The question is related to ChIP-seq, whether we should (at least in my case), consider a genomic loci with high IP signal over background even though there is no peak identified?
Following is the situation in one of my ChIP-seq analyses, in following figure, panel A, I found peaks (co-bound) for proteins (
P1, P2, P3) before and after treatment. There is another class of peak set, panel B, which were identified to be only bound by
P3. But as you can see, for
P2, we still have good amount of signal at these regions. Y-axis is log2 ratio of IP over background.
It is difficult to explain, example for P2, at a log2 ratio value of
1 or 1.5 there is a peak in panel A, but not in panel B. But the biological evidence is almost always
P3 is co-bound with
P2. I was just wondering if I just proceed with the analysis with the current peak set, I would miss a lot of important genes. On the other hand, there is no (to my knowledge) best way to address this issue.
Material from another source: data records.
#[cfg(test)]
mod tests {
    use super::*;
    use crate::engine::task::{TaskPriority, TaskStatus};
    use anyhow::anyhow;
    use pretty_assertions::assert_eq;
    use serde_json::json;
    use std::sync::mpsc::{channel, Sender};
    use std::thread;
    use std::time::Instant;

    fn test_engine(workers: usize) -> Engine {
        Engine::new(
            EngineConfig::new()
                .with_worker_count(workers)
                .with_thread_name_prefix("test")
                .with_dispatch_wait(Duration::from_millis(20))
                .with_poll_interval(Duration::from_millis(10)),
        )
        .unwrap()
    }

    fn wait_for(engine: &Engine, id: TaskId) -> TaskRecord {
        engine.wait(id, Some(Duration::from_secs(10))).unwrap()
    }

    fn wait_until_running(engine: &Engine, id: TaskId) {
        let deadline = Instant::now() + Duration::from_secs(5);
        while engine.get_status(id).map(|r| r.status) != Some(TaskStatus::Running) {
            assert!(Instant::now() < deadline, "task {} never started", id);
            thread::sleep(Duration::from_millis(5));
        }
    }

    /// Occupies a worker until the returned sender is used or dropped.
    fn block_worker(engine: &Engine) -> (TaskId, Sender<()>) {
        let (release, gate) = channel::<()>();
        let id = engine
            .submit_with(TaskOptions::named("gate").with_priority(TaskPriority::Critical), move |_ctx| {
                let _ = gate.recv();
                Ok(())
            })
            .unwrap();
        wait_until_running(engine, id);
        (id, release)
    }

    fn import_catalog(_ctx: &TaskContext) -> anyhow::Result<u32> {
        Ok(42)
    }

    #[test]
    fn test_submit_and_wait() {
        let engine = test_engine(2);
        let id = engine.submit(import_catalog).unwrap();

        let record = wait_for(&engine, id);
        assert_eq!(record.status, TaskStatus::Completed);
        assert_eq!(record.name, "import_catalog");
        assert_eq!(record.result, Some(json!(42)));
        assert!(record.error.is_none());
        assert!(record.started_at.is_some() && record.completed_at.is_some());
    }

    #[test]
    fn test_priority_order_on_single_worker() {
        let engine = test_engine(1);
        let (gate, release) = block_worker(&engine);
        let order = Arc::new(Mutex::new(Vec::new()));

        let submit = |label: &'static str, priority: TaskPriority| {
            let order = order.clone();
            engine
                .submit_with(TaskOptions::named(label).with_priority(priority), move |_ctx| {
                    order.lock().push(label);
                    Ok(())
                })
                .unwrap()
        };
        let task1 = submit("task1", TaskPriority::High);
        let task2 = submit("task2", TaskPriority::Low);
        let task3 = submit("task3", TaskPriority::High);

        release.send(()).unwrap();
        wait_for(&engine, gate);
        for id in [task1, task2, task3] {
            assert_eq!(wait_for(&engine, id).status, TaskStatus::Completed);
        }

        assert_eq!(*order.lock(), vec!["task1", "task3", "task2"]);
    }

    #[test]
    fn test_cancel_running_task() {
        let engine = test_engine(1);
        let id = engine
            .submit(|ctx| {
                for _ in 0..50 {
                    ctx.check_cancelled()?;
                    thread::sleep(Duration::from_millis(100));
                }
                Ok("finished")
            })
            .unwrap();

        wait_until_running(&engine, id);
        thread::sleep(Duration::from_millis(200));
        assert!(engine.cancel(id));

        let record = wait_for(&engine, id);
        assert_eq!(record.status, TaskStatus::Cancelled);
        assert!(record.result.is_none());
        assert!(!record.error_message().unwrap_or_default().is_empty());
        assert!(record.duration().unwrap() < Duration::from_secs(1));
        assert!(!engine.cancel(id));
    }

    #[test]
    fn test_cancel_pending_task_never_runs() {
        let engine = test_engine(1);
        let (_gate, release) = block_worker(&engine);
        let ran = Arc::new(AtomicBool::new(false));

        let flag = ran.clone();
        let id = engine
            .submit(move |_ctx| {
                flag.store(true, Ordering::SeqCst);
                Ok(())
            })
            .unwrap();

        assert!(engine.cancel(id));
        assert_eq!(engine.get_status(id).unwrap().status, TaskStatus::Cancelled);

        drop(release);
        let after = engine.submit(|_ctx| Ok(1)).unwrap();
        wait_for(&engine, after);

        assert!(!ran.load(Ordering::SeqCst));
        assert_eq!(wait_for(&engine, id).started_at, None);
    }

    #[test]
    fn test_failure_records_message() {
        let engine = test_engine(1);
        let id = engine
            .submit(|_ctx: &TaskContext| -> anyhow::Result<()> { Err(anyhow!("boom")) })
            .unwrap();

        let record = wait_for(&engine, id);
        assert_eq!(record.status, TaskStatus::Failed);
        assert_eq!(record.error_message(), Some("boom"));
        assert!(record.result.is_none());
        assert!(matches!(
            record.into_result(),
            Err(EngineError::ExecutionFailure { message, .. }) if message == "boom"
        ));
    }

    #[test]
    fn test_panic_is_contained() {
        let engine = test_engine(1);
        let id = engine
            .submit(|_ctx: &TaskContext| -> anyhow::Result<()> { panic!("index out of range") })
            .unwrap();

        let record = wait_for(&engine, id);
        assert_eq!(record.status, TaskStatus::Failed);
        assert!(record.error_message().unwrap().contains("index out of range"));

        let next = engine.submit(|_ctx| Ok("still alive")).unwrap();
        assert_eq!(wait_for(&engine, next).result, Some(json!("still alive")));
    }

    #[test]
    fn test_wait_timeout_leaves_task_alone() {
        let engine = test_engine(1);
        let (gate, release) = block_worker(&engine);

        let started = Instant::now();
        let result = engine.wait(gate, Some(Duration::from_millis(100)));
        assert!(matches!(result, Err(EngineError::Timeout { id, .. }) if id == gate));
        assert!(started.elapsed() >= Duration::from_millis(100));
        assert_eq!(engine.get_status(gate).unwrap().status, TaskStatus::Running);

        release.send(()).unwrap();
        assert_eq!(wait_for(&engine, gate).status, TaskStatus::Completed);
        assert!(matches!(engine.wait(TaskId::new(), None), Err(EngineError::NotFound(_))));
    }

    #[test]
    fn test_progress_visible_while_running() {
        let engine = test_engine(1);
        let (release, gate) = channel::<()>();
        let id = engine
            .submit(move |ctx| {
                ctx.report_progress(30, 100, "halfway");
                let _ = gate.recv();
                Ok(())
            })
            .unwrap();

        let deadline = Instant::now() + Duration::from_secs(5);
        let progress = loop {
            if let Some(progress) = engine.get_status(id).and_then(|r| r.progress) {
                break progress;
            }
            assert!(Instant::now() < deadline);
            thread::sleep(Duration::from_millis(5));
        };
        assert_eq!(progress.percentage, 30.0);
        assert_eq!(progress.message, "halfway");

        release.send(()).unwrap();
        wait_for(&engine, id);
    }

    #[test]
    fn test_concurrent_submitters() {
        let engine = Arc::new(test_engine(4));
        let mut handles = Vec::new();

        for worker in 0..4 {
            let engine = engine.clone();
            handles.push(thread::spawn(move || {
                (0..25)
                    .map(|n| engine.submit(move |_ctx| Ok(worker * 100 + n)).unwrap())
                    .collect::<Vec<_>>()
            }));
        }

        let ids: Vec<TaskId> = handles.into_iter().flat_map(|h| h.join().unwrap()).collect();
        for id in &ids {
            assert_eq!(wait_for(&engine, *id).status, TaskStatus::Completed);
        }

        let metrics = engine.metrics().unwrap();
        assert_eq!(metrics.total_tasks, 100);
        assert_eq!(metrics.completed_tasks, 100);
        assert_eq!(metrics.active_tasks, 0);
        assert!(engine.list_active().is_empty());
    }

    #[test]
    fn test_queue_capacity() {
        let engine = Engine::new(
            EngineConfig::new()
                .with_worker_count(1)
                .with_queue_capacity(1)
                .with_dispatch_wait(Duration::from_millis(20)),
        )
        .unwrap();
        let (_gate, release) = block_worker(&engine);

        let queued = engine.submit(|_ctx| Ok(())).unwrap();
        let rejected = engine.submit(|_ctx| Ok(()));
        assert!(matches!(rejected, Err(EngineError::QueueFull { capacity: 1 })));
        assert_eq!(engine.statistics().queued, 1);
        assert_eq!(engine.list_tasks().len(), 2);

        drop(release);
        wait_for(&engine, queued);
    }

    #[test]
    fn test_cancelled_pending_tasks_free_queue_capacity() {
        let engine = Engine::new(
            EngineConfig::new()
                .with_worker_count(1)
                .with_queue_capacity(2)
                .with_dispatch_wait(Duration::from_millis(20)),
        )
        .unwrap();
        let (_gate, release) = block_worker(&engine);

        let first = engine.submit(|_ctx| Ok(())).unwrap();
        let second = engine.submit(|_ctx| Ok(())).unwrap();
        assert!(engine.cancel(first));
        assert!(engine.cancel(second));

        let stats = engine.statistics();
        assert_eq!(stats.pending, 0);
        assert_eq!(stats.queued, 0);

        let third = engine.submit(|_ctx| Ok(())).unwrap();
        let fourth = engine.submit(|_ctx| Ok(())).unwrap();
        assert_eq!(engine.statistics().queued, 2);

        drop(release);
        assert_eq!(wait_for(&engine, third).status, TaskStatus::Completed);
        assert_eq!(wait_for(&engine, fourth).status, TaskStatus::Completed);
        assert_eq!(engine.get_status(first).unwrap().status, TaskStatus::Cancelled);
    }

    #[test]
    fn test_wait_on_finished_task_returns_at_once() {
        let engine = Engine::new(
            EngineConfig::new()
                .with_worker_count(1)
                .with_poll_interval(Duration::from_secs(1)),
        )
        .unwrap();
        let id = engine.submit(import_catalog).unwrap();
        let first = engine.wait(id, Some(Duration::from_secs(10))).unwrap();
        assert_eq!(first.status, TaskStatus::Completed);

        let started = Instant::now();
        let again = engine.wait(id, Some(Duration::from_secs(10))).unwrap();
        assert!(started.elapsed() < Duration::from_millis(100));
        assert_eq!(Some(again.clone()), engine.get_status(id));
        assert_eq!(again, first);
    }

    #[test]
    fn test_unbounded_timeouts_are_accepted() {
        let engine = test_engine(1);
        let id = engine.submit(import_catalog).unwrap();
        let record = engine.wait(id, Some(Duration::MAX)).unwrap();
        assert_eq!(record.status, TaskStatus::Completed);
        assert_eq!(record.result, Some(json!(42)));

        engine.shutdown(true, Some(Duration::MAX));
        assert!(engine.is_shut_down());
    }

    #[test]
    fn test_invalid_name() {
        let engine = test_engine(1);
        let result = engine.submit_with(TaskOptions::named("  "), |_ctx| Ok(()));
        assert!(matches!(result, Err(EngineError::InvalidArgument(_))));
        assert!(engine.list_tasks().is_empty());
    }

    #[test]
    fn test_run_evicts_record() {
        let engine = test_engine(1);
        let record = engine
            .run(TaskOptions::named("checksum"), |_ctx| Ok(vec![1, 2, 3]))
            .unwrap();

        assert_eq!(record.status, TaskStatus::Completed);
        assert_eq!(record.result, Some(json!([1, 2, 3])));
        assert!(engine.get_status(record.id).is_none());
    }

    #[test]
    fn test_statistics_remove_and_cleanup() {
        let engine = test_engine(1);
        let (gate, release) = block_worker(&engine);
        let pending = engine.submit(|_ctx| Ok(())).unwrap();
        let doomed = engine.submit(|_ctx| Ok(())).unwrap();
        engine.cancel(doomed);

        let stats = engine.statistics();
        assert_eq!(stats.running, 1);
        assert_eq!(stats.pending, 1);
        assert_eq!(stats.cancelled, 1);
        assert_eq!(engine.list_active(), vec![gate, pending]);

        assert!(engine.remove(pending).is_none());
        assert_eq!(engine.remove(doomed).unwrap().status, TaskStatus::Cancelled);

        drop(release);
        wait_for(&engine, pending);
        assert_eq!(engine.cleanup_expired(), 0);
        assert_eq!(engine.cleanup_finished(Duration::ZERO), 2);
        assert!(engine.list_tasks().is_empty());
    }

    #[test]
    fn test_metrics_disabled() {
        let engine = Engine::new(EngineConfig::new().with_worker_count(1).with_metrics(false)).unwrap();
        let id = engine.submit(|_ctx| Ok(())).unwrap();
        wait_for(&engine, id);
        assert!(engine.metrics().is_none());
    }

    #[test]
    fn test_events_stream() {
        let engine = test_engine(1);
        let events = engine.subscribe();
        let id = engine.submit(|_ctx| Ok(())).unwrap();
        wait_for(&engine, id);

        let seen: Vec<TaskStatus> = events.try_iter().filter(|e| e.id == id).map(|e| e.to).collect();
        assert_eq!(seen, vec![TaskStatus::Pending, TaskStatus::Running, TaskStatus::Completed]);
    }

    #[test]
    fn test_shutdown_waits_for_running_and_cancels_pending() {
        let engine = test_engine(1);
        let running = engine
            .submit(|ctx| {
                ctx.report_progress(0, 1, "started");
                thread::sleep(Duration::from_millis(150));
                Ok("done")
            })
            .unwrap();
        wait_until_running(&engine, running);
        let pending = engine.submit(|_ctx| Ok(())).unwrap();

        engine.shutdown(true, None);

        assert_eq!(engine.get_status(running).unwrap().status, TaskStatus::Completed);
        let pending = engine.get_status(pending).unwrap();
        assert_eq!(pending.status, TaskStatus::Cancelled);
        assert_eq!(pending.error_message(), Some(CANCELLED_ON_SHUTDOWN));

        assert!(engine.is_shut_down());
        assert!(matches!(engine.submit(|_ctx| Ok(())), Err(EngineError::ShutDown)));
        engine.shutdown(true, None);
    }

    #[test]
    fn test_shutdown_without_wait_signals_running() {
        let engine = test_engine(1);
        let id = engine
            .submit(|ctx| {
                ctx.sleep(Duration::from_secs(5))?;
                Ok(())
            })
            .unwrap();
        wait_until_running(&engine, id);

        let started = Instant::now();
        engine.shutdown(false, None);
        assert!(started.elapsed() < Duration::from_secs(1));

        let record = wait_for(&engine, id);
        assert_eq!(record.status, TaskStatus::Cancelled);
    }

    #[test]
    fn test_shutdown_timeout_signals_stragglers() {
        let engine = test_engine(1);
        let id = engine
            .submit(|ctx| {
                ctx.sleep(Duration::from_secs(5))?;
                Ok(())
            })
            .unwrap();
        wait_until_running(&engine, id);

        engine.shutdown(true, Some(Duration::from_millis(50)));
        assert_eq!(wait_for(&engine, id).status, TaskStatus::Cancelled);
    }
}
At this point, I am considering to
- Calculate the average fold change (or log2 ratio compared to background) at which a real peak is identified for proteins
- If peak sets from panel B show fold change/log2 ratio for protein
P2above the fold change identified from step 1, I will merge them to panel A.
MACS2 to identify peaks with genomic background and
bamCompare for calculating log2 ratios over background
Any suggestions or ideas would be greatly appreciated.